The American College of Sports Medicine points to several benefits of medicine ball conditioning techniques, no matter what your personal fitness goals are. Medicine ball exercises build strength and tone muscles, but they also build explosive muscular power through quick, reflexive movements. If you want to tone your muscles, trim fat and gain speed at the same time, medicine balls represent an easy and cost-effective method of training.
Since you need to use core muscles to lift a medicine ball in the first place, every exercise you do with the ball is a core exercise. Still, fighters use several exercises to develop the core with medicine balls. Standing or seated trunk twists flex your abs and target your obliques, while adding the weight of a ball to traditional crunches increases the resistance and effect of the exercise on your abs. If you want a bigger challenge, try performing pushups balancing your hands on the ball, or simulate punching movements by throwing the ball with a straight-armed push at a wall.

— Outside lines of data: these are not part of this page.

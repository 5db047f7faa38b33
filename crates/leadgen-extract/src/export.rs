use leadgen_core::Lead;

pub const CSV_HEADER: &str = "Name,Type,Phone,Email,Website,Rating,Reviews,Address,Maps Link";

/// Renders leads as CSV: the fixed nine-column header, then one row per lead
/// joined by `\n`. String fields are quoted with inner quotes doubled; rating
/// and review count are bare numbers. No leads renders as an empty string.
#[must_use]
pub fn leads_to_csv(leads: &[Lead]) -> String {
    if leads.is_empty() {
        return String::new();
    }

    let mut rows = Vec::with_capacity(leads.len() + 1);
    rows.push(CSV_HEADER.to_string());
    rows.extend(leads.iter().map(csv_row));
    rows.join("\n")
}

fn csv_row(lead: &Lead) -> String {
    [
        quoted(&lead.name),
        quoted(&lead.business_type),
        quoted(&lead.phone),
        quoted(&lead.email),
        quoted(&lead.website),
        lead.rating.to_string(),
        lead.review_count.to_string(),
        quoted(&lead.address),
        quoted(&lead.maps_link),
    ]
    .join(",")
}

fn quoted(field: &str) -> String {
    format!("\"{}\"", field.replace('"', "\"\""))
}

#[cfg(test)]
mod tests {
    use leadgen_core::ServiceId;

    use super::*;

    fn lead(name: &str, address: &str) -> Lead {
        Lead {
            name: name.into(),
            phone: "N/A".into(),
            website: String::new(),
            email: "hi@obriens.example".into(),
            instagram: String::new(),
            linkedin: String::new(),
            rating: 4.5,
            review_count: 120,
            address: address.into(),
            maps_link: "https://maps.example/o".into(),
            business_type: "Cafe".into(),
            recommended_service: ServiceId::Build,
        }
    }

    #[test]
    fn quotes_are_doubled_and_numbers_bare() {
        let csv = leads_to_csv(&[lead("O'Brien's Cafe", r#"12 "Old" Mill Rd, Cork"#)]);
        let mut lines = csv.lines();
        assert_eq!(lines.next(), Some(CSV_HEADER));
        assert_eq!(
            lines.next(),
            Some(
                r#""O'Brien's Cafe","Cafe","N/A","hi@obriens.example","",4.5,120,"12 ""Old"" Mill Rd, Cork","https://maps.example/o""#
            )
        );
        assert_eq!(lines.next(), None);
    }

    #[test]
    fn whole_ratings_render_without_decimals() {
        let mut l = lead("A", "B");
        l.rating = 4.0;
        let csv = leads_to_csv(&[l]);
        assert!(csv.ends_with(r#","",4,120,"B","https://maps.example/o""#));
    }

    #[test]
    fn rows_are_newline_joined_without_trailing_newline() {
        let csv = leads_to_csv(&[lead("A", "x"), lead("B", "y")]);
        assert_eq!(csv.matches('\n').count(), 2);
        assert!(!csv.ends_with('\n'));
    }

    #[test]
    fn no_leads_is_empty() {
        assert_eq!(leads_to_csv(&[]), "");
    }
}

MMA is an individual sport. A fighter is alone when he steps into the cage, but that doesn't mean fighters train alone. Partner drills are essential to getting the most out of medicine ball conditioning exercises. Kneel about 10 feet away from your training partner, facing her with a medicine ball held at chest level. Throw the ball and fall into a pushup, coming back up to catch the ball as your partner tosses it and falls into a pushup of her own. You can increase your speed and power through plyometric throws with a partner, performing pushups, crunches or squat thrusts between passes. For the ultimate conditioning exercise, tighten your core in a crunch position and let your partner hit your stomach with the ball with light to moderate force. Relax your crunch after 10 seconds or 10 touches.
Like any training equipment, medicine balls are only as safe as you make them. Using improper technique or exercising when you're exhausted will increase your chances of injury. Don't perform intense plyometric conditioning exercises until you're fit enough to do them confidently. If you struggle with medicine ball crunches, don't invite your partner to blast your stomach with the ball.